6 min read · Sources included
Building and sharing are related work
Arvid Kahl describes building and sharing as a cycle rather than two competing identities. You listen, build, observe use, adjust, explain, and listen again.
This model is useful because it gives communication a job. Sharing is not a daily tax placed on the product. It is one part of the learning loop.
The balance problem
Beginners often ask how much time should go into building and how much into talking about it. A fixed percentage rarely solves the problem. The useful balance changes with the stage of work.
An early problem interview may require more listening. A technical implementation week may produce only private notes. A launch or retrospective may require more explanation. The cycle stays intact even when the public frequency changes.
Public work as a durable record
Kahl also writes about legacy: the value of leaving drafts, mistakes, and reflections visible instead of preserving only polished outcomes. This is where Build in Public becomes more than distribution.

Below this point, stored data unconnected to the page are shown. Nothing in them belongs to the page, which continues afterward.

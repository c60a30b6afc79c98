use super::index::RosterIndex;
use super::ranking::{rank_candidates, RankRequest};
use super::types::{Pool, SelectionMode, Shortfall};
use crate::calendar::{HolidayCalendar, TargetMonth};
use crate::model::{Assignment, AvailabilityEntry, AvailabilityKind, WorkerId};
use crate::policy::{premium_rank, DayDemand, StaffingPolicy};
use chrono::NaiveDate;
use std::collections::{BTreeMap, BTreeSet};

/// État courant du mois : qui travaille quel jour, combien de services chacun.
///
/// Pré-rempli avec les affectations confirmées, puis enrichi au fil des phases.
#[derive(Debug)]
pub(super) struct MonthBook<'i, 'a> {
    index: &'i RosterIndex<'a>,
    month: TargetMonth,
    assigned: BTreeMap<NaiveDate, Vec<WorkerId>>,
    counts: BTreeMap<WorkerId, u32>,
    desired: BTreeMap<NaiveDate, BTreeSet<WorkerId>>,
    blocked: BTreeMap<NaiveDate, BTreeSet<WorkerId>>,
    proposed: Vec<Assignment>,
}

impl<'i, 'a> MonthBook<'i, 'a> {
    pub(super) fn new(
        index: &'i RosterIndex<'a>,
        month: TargetMonth,
        confirmed: &[Assignment],
        availability: &[AvailabilityEntry],
    ) -> Self {
        let mut book = Self {
            index,
            month,
            assigned: BTreeMap::new(),
            counts: BTreeMap::new(),
            desired: BTreeMap::new(),
            blocked: BTreeMap::new(),
            proposed: Vec::new(),
        };

        for a in confirmed.iter().filter(|a| month.contains(a.date)) {
            if !index.contains(&a.worker) {
                tracing::warn!(worker = %a.worker, date = %a.date, "assignment for unknown worker ignored");
                continue;
            }
            if book.is_assigned(a.date, &a.worker) {
                tracing::warn!(worker = %a.worker, date = %a.date, "duplicate confirmed assignment ignored");
                continue;
            }
            book.push(a.date, a.worker.clone());
        }

        for entry in availability.iter().filter(|e| month.contains(e.date)) {
            if !index.contains(&entry.worker) {
                tracing::warn!(worker = %entry.worker, date = %entry.date, "availability for unknown worker ignored");
                continue;
            }
            let target = match entry.kind {
                AvailabilityKind::Desired => &mut book.desired,
                AvailabilityKind::Blocked => &mut book.blocked,
            };
            target.entry(entry.date).or_default().insert(entry.worker.clone());
        }

        book
    }

    fn push(&mut self, date: NaiveDate, worker: WorkerId) {
        *self.counts.entry(worker.clone()).or_insert(0) += 1;
        self.assigned.entry(date).or_default().push(worker);
    }

    fn is_assigned(&self, date: NaiveDate, worker: &WorkerId) -> bool {
        self.assignees(date).contains(worker)
    }

    fn assignees(&self, date: NaiveDate) -> &[WorkerId] {
        self.assigned.get(&date).map(Vec::as_slice).unwrap_or(&[])
    }

    fn core_count(&self, date: NaiveDate) -> u32 {
        self.assignees(date)
            .iter()
            .filter_map(|id| self.index.get(id))
            .filter(|w| w.is_core())
            .count() as u32
    }

    fn kitchen_count(&self, date: NaiveDate) -> u32 {
        // même règle de relais que pour la sélection : sans relais, le gérant ne compte pas
        let today = self.assignees(date);
        let relief = self.index.relief_present(today);
        today
            .iter()
            .filter_map(|id| self.index.get(id))
            .filter(|w| self.index.kitchen_capable(w, relief))
            .count() as u32
    }

    fn hall_count(&self, date: NaiveDate) -> u32 {
        self.assignees(date)
            .iter()
            .filter_map(|id| self.index.get(id))
            .filter(|w| self.index.hall_eligible(w))
            .count() as u32
    }

    fn total_count(&self, date: NaiveDate) -> u32 {
        self.assignees(date).len() as u32
    }

    /// Retient la tête du classement pour `date`, ou `None` si personne n'est éligible.
    fn select(&self, date: NaiveDate, mode: SelectionMode, pool: Pool) -> Option<WorkerId> {
        let empty = BTreeSet::new();
        let today = self.assignees(date);
        let req = RankRequest {
            date,
            mode,
            pool,
            assigned_today: today,
            desired: self.desired.get(&date).unwrap_or(&empty),
            blocked: self.blocked.get(&date).unwrap_or(&empty),
            relief_present: self.index.relief_present(today),
        };
        rank_candidates(self.index, &self.counts, &req)
            .first()
            .map(|c| c.worker.id.clone())
    }

    fn record(&mut self, date: NaiveDate, worker: WorkerId, policy: &StaffingPolicy) {
        tracing::debug!(%date, worker = %worker, "assigning");
        self.proposed
            .push(Assignment::auto(date, worker.clone(), policy.shift));
        self.push(date, worker);
    }

    pub(super) fn shortfall(&self, demand: &DayDemand) -> Shortfall {
        let date = demand.date;
        Shortfall {
            date,
            missing_total: demand.total.saturating_sub(self.total_count(date)),
            missing_core: demand.core.saturating_sub(self.core_count(date)),
            missing_kitchen: demand.kitchen.saturating_sub(self.kitchen_count(date)),
            missing_hall: demand.hall.saturating_sub(self.hall_count(date)),
        }
    }

    pub(super) fn shortfalls(
        &self,
        policy: &StaffingPolicy,
        holidays: &dyn HolidayCalendar,
    ) -> Vec<Shortfall> {
        self.month
            .dates()
            .into_iter()
            .map(|date| self.shortfall(&policy.demand_for(date, holidays)))
            .filter(|s| !s.is_met())
            .collect()
    }

    pub(super) fn into_proposed(self) -> Vec<Assignment> {
        self.proposed
    }
}

/// Amène les salariés du jour à `target`, tant qu'il reste des candidats.
fn fill_core(book: &mut MonthBook<'_, '_>, date: NaiveDate, target: u32, policy: &StaffingPolicy) {
    let need = target.saturating_sub(book.core_count(date));
    for _ in 0..need {
        let Some(worker) = book.select(date, SelectionMode::Generic, Pool::CoreOnly) else {
            tracing::debug!(%date, core_target = target, "no core candidate left");
            break;
        };
        book.record(date, worker, policy);
    }
}

/// Complète l'effectif total en servant d'abord la cuisine, puis la salle.
fn fill_headcount(book: &mut MonthBook<'_, '_>, demand: &DayDemand, policy: &StaffingPolicy) {
    let date = demand.date;
    while book.total_count(date) < demand.total {
        let mode = if book.kitchen_count(date) < demand.kitchen {
            SelectionMode::Kitchen
        } else if book.hall_count(date) < demand.hall {
            SelectionMode::Hall
        } else {
            SelectionMode::Generic
        };
        let Some(worker) = book.select(date, mode, Pool::Everyone) else {
            tracing::debug!(%date, ?mode, "candidate pool empty, leaving shortfall");
            break;
        };
        book.record(date, worker, policy);
    }
}

/// Les trois phases, dans l'ordre : salariés de base, salarié supplémentaire
/// les jours premium, puis effectif total.
pub(super) fn allocate(
    book: &mut MonthBook<'_, '_>,
    policy: &StaffingPolicy,
    holidays: &dyn HolidayCalendar,
) {
    let dates = book.month.dates();

    tracing::debug!(month = %book.month, "phase 1: baseline core coverage");
    for &date in &dates {
        fill_core(book, date, policy.core_min, policy);
    }

    tracing::debug!(month = %book.month, "phase 2: premium-day core coverage");
    let mut premium: Vec<(u8, NaiveDate)> = dates
        .iter()
        .filter_map(|&d| premium_rank(d, holidays.is_holiday(d)).map(|rank| (rank, d)))
        .collect();
    premium.sort();
    for (_, date) in premium {
        fill_core(book, date, policy.premium_core_min, policy);
    }

    tracing::debug!(month = %book.month, "phase 3: residual headcount");
    for &date in &dates {
        let demand = policy.demand_for(date, holidays);
        fill_headcount(book, &demand, policy);
    }
}

#[cfg(test)]
mod tests {
    use super::*;
    use crate::calendar::NoHolidays;
    use crate::model::{Capability, EmploymentClass, Roster, ShiftWindow, Worker};
    use crate::policy::BackupCoverage;

    fn d(day: u32) -> NaiveDate {
        NaiveDate::from_ymd_opt(2025, 3, day).unwrap()
    }

    fn roster() -> Roster {
        Roster::new(vec![
            Worker::new("S001", "Manager", EmploymentClass::Core, Capability::Management).with_cap(5),
            Worker::new("S003", "Staff", EmploymentClass::Core, Capability::Generalist).with_cap(5),
            Worker::new("P001", "Server", EmploymentClass::Flexible, Capability::HallOnly).with_cap(5),
        ])
    }

    #[test]
    fn seeded_book_ignores_foreign_and_duplicate_records() {
        let roster = roster();
        let index = RosterIndex::new(&roster, Some(BackupCoverage::default()));
        let w = ShiftWindow::default();
        let confirmed = vec![
            Assignment::manual(d(10), WorkerId::new("S001"), w),
            Assignment::manual(d(10), WorkerId::new("S001"), w),
            Assignment::manual(d(10), WorkerId::new("ghost"), w),
            Assignment::manual(NaiveDate::from_ymd_opt(2025, 4, 1).unwrap(), WorkerId::new("S003"), w),
        ];
        let book = MonthBook::new(&index, TargetMonth::new(2025, 3).unwrap(), &confirmed, &[]);
        assert_eq!(book.total_count(d(10)), 1);
        assert_eq!(book.counts.get(&WorkerId::new("S001")), Some(&1));
        assert!(!book.counts.contains_key(&WorkerId::new("S003")));
    }

    #[test]
    fn manager_counts_in_kitchen_once_relieved() {
        let roster = roster();
        let index = RosterIndex::new(&roster, Some(BackupCoverage::default()));
        let w = ShiftWindow::default();
        let mut confirmed = vec![
            Assignment::manual(d(10), WorkerId::new("S001"), w),
            Assignment::manual(d(10), WorkerId::new("P001"), w),
        ];
        let month = TargetMonth::new(2025, 3).unwrap();
        let policy = StaffingPolicy::default();

        let book = MonthBook::new(&index, month, &confirmed, &[]);
        let before = book.shortfall(&policy.demand_for(d(10), &NoHolidays));
        assert_eq!(before.missing_kitchen, 2);
        assert_eq!(before.missing_hall, 1);

        confirmed.push(Assignment::manual(d(10), WorkerId::new("S003"), w));
        let book = MonthBook::new(&index, month, &confirmed, &[]);
        let after = book.shortfall(&policy.demand_for(d(10), &NoHolidays));
        assert_eq!(after.missing_kitchen, 1);
        assert_eq!(after.missing_hall, 0);
        assert_eq!(after.missing_core, 0);
        assert_eq!(after.missing_total, 2);
    }

    #[test]
    fn unrelieved_manager_leaves_kitchen_fill_first() {
        let roster = Roster::new(vec![
            Worker::new("S001", "Manager", EmploymentClass::Core, Capability::Management).with_cap(5),
            Worker::new("S002", "Chef", EmploymentClass::Core, Capability::Chef).with_cap(5),
            Worker::new("P001", "Cook", EmploymentClass::Flexible, Capability::KitchenOnly).with_cap(5),
            Worker::new("P002", "Server", EmploymentClass::Flexible, Capability::HallOnly).with_cap(5),
            Worker::new("P003", "Runner", EmploymentClass::Flexible, Capability::HallOnly).with_cap(5),
        ]);
        let index = RosterIndex::new(&roster, Some(BackupCoverage::default()));
        let w = ShiftWindow::default();
        let confirmed = vec![
            Assignment::manual(d(10), WorkerId::new("S001"), w),
            Assignment::manual(d(10), WorkerId::new("S002"), w),
        ];
        let policy = StaffingPolicy::default();
        let mut book = MonthBook::new(&index, TargetMonth::new(2025, 3).unwrap(), &confirmed, &[]);
        let demand = policy.demand_for(d(10), &NoHolidays);
        assert_eq!(book.shortfall(&demand).missing_kitchen, 1);

        fill_headcount(&mut book, &demand, &policy);
        assert!(book.shortfall(&demand).is_met());
        let order: Vec<String> = book
            .into_proposed()
            .into_iter()
            .map(|a| a.worker.as_str().to_string())
            .collect();
        // cuisine d'abord, puis salle, puis effectif
        assert_eq!(order, ["P001", "P002", "P003"]);
    }

    #[test]
    fn phases_stop_when_pool_is_empty() {
        let roster = roster();
        let index = RosterIndex::new(&roster, Some(BackupCoverage::default()));
        let policy = StaffingPolicy::default();
        let mut book = MonthBook::new(&index, TargetMonth::new(2025, 3).unwrap(), &[], &[]);
        allocate(&mut book, &policy, &NoHolidays);
        // deux salariés plafonnés à 5 ; la cuisine n'ayant aucun candidat,
        // la phase 3 s'arrête avant de retenir le serveur
        let proposed = book.into_proposed();
        assert_eq!(proposed.len(), 10);
        assert!(proposed.iter().all(|a| a.worker.as_str() != "P001"));
    }
}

A durable archive allows another person to see how understanding changed. It can teach long after a social post has left the feed.
What beginners can borrow
Give sharing a purpose
Before writing, decide whether the update should teach, ask, preserve, demonstrate, or invite. If it does none of these, return to the work.
Change the rhythm by stage
You do not need equal amounts of building and publishing every day. Protect deep work and publish when an artifact or lesson is ready.
Treat boundaries as legitimate
Build in Public is one method, not a moral requirement. Personality, privacy, business context, and the people affected by the work all matter.
Preserve more than wins
Record the rejected option, failed experiment, and uncertain draft when they can teach without harming someone. A perfect portfolio hides the method.
Kahl explains the loop in Building in Public: Balancing Building and Sharing and explores the archival value in Building in Public and Legacy.